Industrial Claim Appeals Office
Mar 24, 2010
W.C. No. 4-779-599 (Colo. Ind. App. Mar. 24, 2010)

Opinion

W.C. No. 4-779-599.

March 24, 2010.


FINAL ORDER

The respondents seek review of an order of Administrative Law Judge Walsh (ALJ) dated November 6. 2009, that in part awarded temporary total disability (TTD) benefits. We affirm.

The claimant suffered an industrial injury to her ankle on November 6, 2007. Dr. O'Brien was the claimant's authorized treating physician (ATP).
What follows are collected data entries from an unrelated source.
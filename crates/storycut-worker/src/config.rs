//! Worker configuration.
//!
//! One explicit struct enumerating every pipeline option; constructed once
//! at startup and passed through handlers as a read-only value.

use std::time::Duration;

use storycut_models::JobKind;

/// Worker configuration.
#[derive(Debug, Clone)]
pub struct WorkerConfig {
    /// Parallel workers in the pool
    pub worker_pool_size: usize,
    /// Max attempts for transient job kinds
    pub max_attempts_default: u32,
    /// Extra attempts for story planning (model errors repeat; retry once)
    pub max_attempts_plan_story: u32,
    /// Retry backoff base in seconds (exponential)
    pub retry_backoff_base_s: u64,
    /// Retry jitter upper bound in seconds
    pub retry_jitter_s: u64,
    /// Delay before retrying a job whose preconditions are not yet met
    pub precondition_retry_delay: Duration,

    /// Probe soft deadline
    pub probe_timeout_s: u64,
    /// Deadline factor on source duration for transcribe / scene detection
    pub analysis_deadline_factor: f64,
    /// Deadline factor on total keep duration for renders
    pub render_deadline_factor: f64,
    /// Deadline floor so short sources still get a workable budget
    pub min_deadline_s: u64,

    /// Minimum silence length in seconds
    pub min_silence_s: f64,
    /// RMS threshold for the silence scanner
    pub silence_energy_threshold: f32,
    /// Frame sampling interval in seconds
    pub frame_sample_s: f64,
    /// Frames sent per description batch (cancellation is polled between batches)
    pub frame_batch_size: usize,
    /// Scene-change score threshold
    pub scene_threshold: f64,

    /// Clip candidate duration band
    pub clip_min_s: f64,
    pub clip_max_s: f64,
    /// Candidates returned by the selector
    pub clip_n: usize,

    /// Compression ceilings for the planner prompt
    pub compress_frame_cap: usize,
    pub compress_scene_cap: usize,
    pub compress_segment_cap: usize,
    /// Coverage tolerance as a percentage of the coverage target
    pub plan_coverage_tolerance_pct: f64,

    /// Shorter output frame edge in pixels
    pub render_reference_width: u32,
    /// Loudness normalisation target
    pub render_loudness_target_lufs: f64,
    /// Parallel segment extractions within one render job
    pub render_segment_parallelism: usize,
    /// Caption font name and size for burn-in
    pub caption_font: String,
    pub caption_font_size: u32,

    /// Scratch directory for in-flight jobs
    pub work_dir: String,
    /// How often to promote scheduled tickets and claim stale deliveries
    pub claim_interval: Duration,
    /// Minimum idle time before a delivery counts as abandoned
    pub claim_min_idle: Duration,
    /// Graceful shutdown budget
    pub shutdown_timeout: Duration,
}

impl Default for WorkerConfig {
    fn default() -> Self {
        Self {
            worker_pool_size: 4,
            max_attempts_default: 3,
            max_attempts_plan_story: 1,
            retry_backoff_base_s: 60,
            retry_jitter_s: 30,
            precondition_retry_delay: Duration::from_secs(5),
            probe_timeout_s: 30,
            analysis_deadline_factor: 3.0,
            render_deadline_factor: 5.0,
            min_deadline_s: 60,
            min_silence_s: 0.6,
            silence_energy_threshold: 0.01,
            frame_sample_s: 1.0,
            frame_batch_size: 8,
            scene_threshold: 0.4,
            clip_min_s: 15.0,
            clip_max_s: 60.0,
            clip_n: 5,
            compress_frame_cap: 50,
            compress_scene_cap: 20,
            compress_segment_cap: 100,
            plan_coverage_tolerance_pct: 10.0,
            render_reference_width: 1080,
            render_loudness_target_lufs: -16.0,
            render_segment_parallelism: 4,
            caption_font: "Arial".to_string(),
            caption_font_size: 28,
            work_dir: "/tmp/storycut".to_string(),
            claim_interval: Duration::from_secs(30),
            claim_min_idle: Duration::from_secs(600),
            shutdown_timeout: Duration::from_secs(30),
        }
    }
}

fn env_parse<T: std::str::FromStr>(key: &str, default: T) -> T {
    std::env::var(key)
        .ok()
        .and_then(|s| s.parse().ok())
        .unwrap_or(default)
}

impl WorkerConfig {
    /// Create config from environment variables.
    pub fn from_env() -> Self {
        let d = Self::default();
        Self {
            worker_pool_size: env_parse("WORKER_POOL_SIZE", d.worker_pool_size),
            max_attempts_default: env_parse("WORKER_MAX_ATTEMPTS", d.max_attempts_default),
            max_attempts_plan_story: env_parse(
                "WORKER_MAX_ATTEMPTS_PLAN_STORY",
                d.max_attempts_plan_story,
            ),
            retry_backoff_base_s: env_parse("WORKER_RETRY_BACKOFF_BASE_SECS", d.retry_backoff_base_s),
            retry_jitter_s: env_parse("WORKER_RETRY_JITTER_SECS", d.retry_jitter_s),
            precondition_retry_delay: Duration::from_secs(env_parse(
                "WORKER_PRECONDITION_RETRY_SECS",
                d.precondition_retry_delay.as_secs(),
            )),
            probe_timeout_s: env_parse("WORKER_PROBE_TIMEOUT_SECS", d.probe_timeout_s),
            analysis_deadline_factor: env_parse(
                "WORKER_ANALYSIS_DEADLINE_FACTOR",
                d.analysis_deadline_factor,
            ),
            render_deadline_factor: env_parse(
                "WORKER_RENDER_DEADLINE_FACTOR",
                d.render_deadline_factor,
            ),
            min_deadline_s: env_parse("WORKER_MIN_DEADLINE_SECS", d.min_deadline_s),
            min_silence_s: env_parse("WORKER_MIN_SILENCE_SECS", d.min_silence_s),
            silence_energy_threshold: env_parse(
                "WORKER_SILENCE_ENERGY_THRESHOLD",
                d.silence_energy_threshold,
            ),
            frame_sample_s: env_parse("WORKER_FRAME_SAMPLE_SECS", d.frame_sample_s),
            frame_batch_size: env_parse("WORKER_FRAME_BATCH_SIZE", d.frame_batch_size),
            scene_threshold: env_parse("WORKER_SCENE_THRESHOLD", d.scene_threshold),
            clip_min_s: env_parse("WORKER_CLIP_MIN_SECS", d.clip_min_s),
            clip_max_s: env_parse("WORKER_CLIP_MAX_SECS", d.clip_max_s),
            clip_n: env_parse("WORKER_CLIP_N", d.clip_n),
            compress_frame_cap: env_parse("WORKER_COMPRESS_FRAME_CAP", d.compress_frame_cap),
            compress_scene_cap: env_parse("WORKER_COMPRESS_SCENE_CAP", d.compress_scene_cap),
            compress_segment_cap: env_parse("WORKER_COMPRESS_SEGMENT_CAP", d.compress_segment_cap),
            plan_coverage_tolerance_pct: env_parse(
                "WORKER_PLAN_COVERAGE_TOLERANCE_PCT",
                d.plan_coverage_tolerance_pct,
            ),
            render_reference_width: env_parse(
                "WORKER_RENDER_REFERENCE_WIDTH",
                d.render_reference_width,
            ),
            render_loudness_target_lufs: env_parse(
                "WORKER_RENDER_LOUDNESS_TARGET_LUFS",
                d.render_loudness_target_lufs,
            ),
            render_segment_parallelism: env_parse(
                "WORKER_RENDER_SEGMENT_PARALLELISM",
                d.render_segment_parallelism,
            ),
            caption_font: std::env::var("WORKER_CAPTION_FONT").unwrap_or(d.caption_font),
            caption_font_size: env_parse("WORKER_CAPTION_FONT_SIZE", d.caption_font_size),
            work_dir: std::env::var("WORKER_WORK_DIR").unwrap_or(d.work_dir),
            claim_interval: Duration::from_secs(env_parse(
                "WORKER_CLAIM_INTERVAL_SECS",
                d.claim_interval.as_secs(),
            )),
            claim_min_idle: Duration::from_secs(env_parse(
                "WORKER_CLAIM_MIN_IDLE_SECS",
                d.claim_min_idle.as_secs(),
            )),
            shutdown_timeout: Duration::from_secs(env_parse(
                "WORKER_SHUTDOWN_TIMEOUT_SECS",
                d.shutdown_timeout.as_secs(),
            )),
        }
    }

    /// Maximum attempts (including the first) for a job kind.
    pub fn max_attempts(&self, kind: JobKind) -> u32 {
        match kind {
            JobKind::PlanStory => 1 + self.max_attempts_plan_story,
            _ => self.max_attempts_default,
        }
    }

    /// Soft deadline for one job. `source_duration` is the media duration;
    /// `keep_duration` is the plan's total keep time for renders.
    pub fn deadline_for(
        &self,
        kind: JobKind,
        source_duration: f64,
        keep_duration: f64,
    ) -> Duration {
        let secs = match kind {
            JobKind::Probe => return Duration::from_secs(self.probe_timeout_s),
            JobKind::Transcribe | JobKind::DetectScenes | JobKind::DescribeFrames => {
                source_duration * self.analysis_deadline_factor
            }
            JobKind::ApplyPlan => keep_duration * self.render_deadline_factor,
            // Pure or cheap kinds get the floor
            _ => 0.0,
        };
        Duration::from_secs((secs as u64).max(self.min_deadline_s))
    }
}

#[cfg(test)]
mod tests {
    use super::*;

    #[test]
    fn attempts_per_kind() {
        let config = WorkerConfig::default();
        assert_eq!(config.max_attempts(JobKind::Transcribe), 3);
        assert_eq!(config.max_attempts(JobKind::ApplyPlan), 3);
        // One retry only for story planning
        assert_eq!(config.max_attempts(JobKind::PlanStory), 2);
    }

    #[test]
    fn deadlines_scale_with_input() {
        let config = WorkerConfig::default();
        assert_eq!(
            config.deadline_for(JobKind::Probe, 600.0, 0.0),
            Duration::from_secs(30)
        );
        assert_eq!(
            config.deadline_for(JobKind::Transcribe, 600.0, 0.0),
            Duration::from_secs(1800)
        );
        assert_eq!(
            config.deadline_for(JobKind::ApplyPlan, 600.0, 120.0),
            Duration::from_secs(600)
        );
        // Floor applies to short sources
        assert_eq!(
            config.deadline_for(JobKind::Transcribe, 1.0, 0.0),
            Duration::from_secs(60)
        );
    }
}
//! ApplyPlan handler: execute a validated plan's EDL against the source,
//! one output per requested aspect ratio.
//!
//! Ratios render concurrently; segment extraction inside the job is
//! parallel up to the configured fan-out; concatenation per ratio is
//! serial. One failed ratio never cancels its siblings, and the parent job
//! completes only when every child render completed.

use std::path::{Path, PathBuf};
use std::sync::Arc;

use futures::future::join_all;
use serde_json::{json, Value};
use tokio::sync::Semaphore;
use tracing::{info, warn};

use storycut_blob::keys;
use storycut_media::{extract, probe, subtitles};
use storycut_models::{
    AspectRatio, Job, JobError, JobId, JobInput, Plan, PlanStatus, Render, RenderStatus,
    TechnicalMetadata,
};
use storycut_registry::RenderPatch;

use crate::context::ProcessingContext;
use crate::error::{WorkerError, WorkerResult};
use crate::handlers::probed_media;
use crate::retry::{retry_async, RetryConfig};

/// Segments whose gap is under this merge into one extraction.
const SEGMENT_JOIN_EPSILON_S: f64 = 0.010;

pub async fn apply_plan(ctx: &ProcessingContext, job: &Job) -> WorkerResult<Option<Value>> {
    let JobInput::ApplyPlan {
        plan_id,
        aspect_ratios,
        captions,
        normalise_audio,
    } = &job.input
    else {
        return Err(WorkerError::invalid_request("wrong input kind"));
    };
    if aspect_ratios.is_empty() {
        return Err(WorkerError::invalid_request("no aspect ratios requested"));
    }

    let plan = ctx
        .registry
        .get_plan(plan_id)
        .await?
        .ok_or_else(|| WorkerError::invalid_request(format!("unknown plan {}", plan_id)))?;
    if matches!(plan.status, PlanStatus::Draft | PlanStatus::Rejected) {
        return Err(WorkerError::invalid_request(format!(
            "plan {} is not renderable (status {})",
            plan_id, plan.status
        )));
    }

    // Validated -> Rendering, or Rendered -> Rendering for a re-render.
    // A conflict means another apply job holds the plan already.
    for from in [PlanStatus::Validated, PlanStatus::Rendered] {
        match ctx
            .registry
            .update_plan_if_status(plan_id, from, PlanStatus::Rendering)
            .await
        {
            Ok(_) => break,
            Err(e) if e.is_conflict() => continue,
            Err(e) => return Err(e.into()),
        }
    }

    let (media, technical) = probed_media(ctx, &plan.media_id).await?;

    let (to_render, reused) = ensure_render_records(ctx, &plan, aspect_ratios).await?;
    let reused_ids: Vec<String> = reused.iter().map(|r| r.render_id.to_string()).collect();

    if to_render.is_empty() {
        finish_plan(ctx, &plan, true).await;
        return Ok(Some(json!({"render_ids": [], "reused": reused_ids})));
    }

    // Shared keep windows: merge near-touching segments, drop sub-frame ones
    let keep_windows: Vec<(f64, f64)> = plan
        .keep_segments()
        .iter()
        .map(|s| (s.start, s.end))
        .collect();
    let keep_windows =
        extract::normalise_keep_windows(&keep_windows, technical.fps, SEGMENT_JOIN_EPSILON_S);
    if keep_windows.is_empty() {
        finish_plan(ctx, &plan, false).await;
        return Err(WorkerError::InvalidPlan(
            "every keep segment is shorter than one output frame".to_string(),
        ));
    }

    let work_dir = ctx.job_work_dir(&job.job_id);
    let segments = extract_segments(ctx, job, &media.source_uri, &keep_windows, &work_dir).await?;

    // Captions are timed to the output timeline; built once for all ratios
    let srt_path = if *captions {
        build_captions(ctx, &plan, &work_dir).await?
    } else {
        None
    };

    // Fan out one task per ratio
    let ctx = ctx.clone();
    let plan = Arc::new(plan);
    let technical = Arc::new(technical);
    let segments = Arc::new(segments);
    let mut tasks = Vec::with_capacity(to_render.len());
    for render in to_render {
        let ctx = ctx.clone();
        let plan = Arc::clone(&plan);
        let technical = Arc::clone(&technical);
        let segments = Arc::clone(&segments);
        let work_dir = work_dir.clone();
        let srt_path = srt_path.clone();
        let job_id = job.job_id.clone();
        let normalise_audio = *normalise_audio;

        tasks.push(tokio::spawn(async move {
            render_one_ratio(
                &ctx,
                &job_id,
                render,
                &plan,
                &technical,
                &segments,
                &work_dir,
                srt_path.as_deref(),
                normalise_audio,
            )
            .await
        }));
    }

    let mut completed_ids = Vec::new();
    let mut failures: Vec<(String, JobError)> = Vec::new();
    let mut cancelled = false;
    for outcome in join_all(tasks).await {
        match outcome {
            Ok(RatioOutcome::Completed(id)) => completed_ids.push(id.to_string()),
            Ok(RatioOutcome::Failed(id, error)) => failures.push((id.to_string(), error)),
            Ok(RatioOutcome::Cancelled) => cancelled = true,
            Err(join_err) => {
                return Err(WorkerError::job_failed(format!(
                    "render task panicked: {}",
                    join_err
                )))
            }
        }
    }

    if cancelled {
        finish_plan(&ctx, &plan, false).await;
        return Err(WorkerError::Cancelled);
    }
    if !failures.is_empty() {
        finish_plan(&ctx, &plan, false).await;
        let summary: Vec<String> = failures
            .iter()
            .map(|(id, e)| format!("{}: {}", id, e))
            .collect();
        return Err(WorkerError::job_failed(format!(
            "{} of {} renders failed: {}",
            failures.len(),
            failures.len() + completed_ids.len(),
            summary.join("; ")
        )));
    }

    finish_plan(&ctx, &plan, true).await;
    Ok(Some(json!({
        "render_ids": completed_ids,
        "reused": reused_ids,
    })))
}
The ATP saw the claimant on October 8, 2008 and while he did not place her at maximum medical improvement, he did state that the claimant "will return to unrestricted work." As we read the ALJ's order, the ATP provided the claimant a written release to return to regular employment on October 8, 2008. This interpretation appears to be conceded to by the claimant because she requests that the order be left undisturbed and does not seek TTD benefits beyond those ordered.

The claimant saw her own doctor. Dr. Satt, on May 20, 2009 who imposed physical restrictions. The ALJ found that Dr. Satt's medical findings and restrictions established that at the time of her examination the claimant's condition had deteriorated such that she was not able to continue to earn a wage. The ALJ concluded that the respondents were responsible for the claimant's wage loss and ordered payment of TTD benefits from May 20, 2009.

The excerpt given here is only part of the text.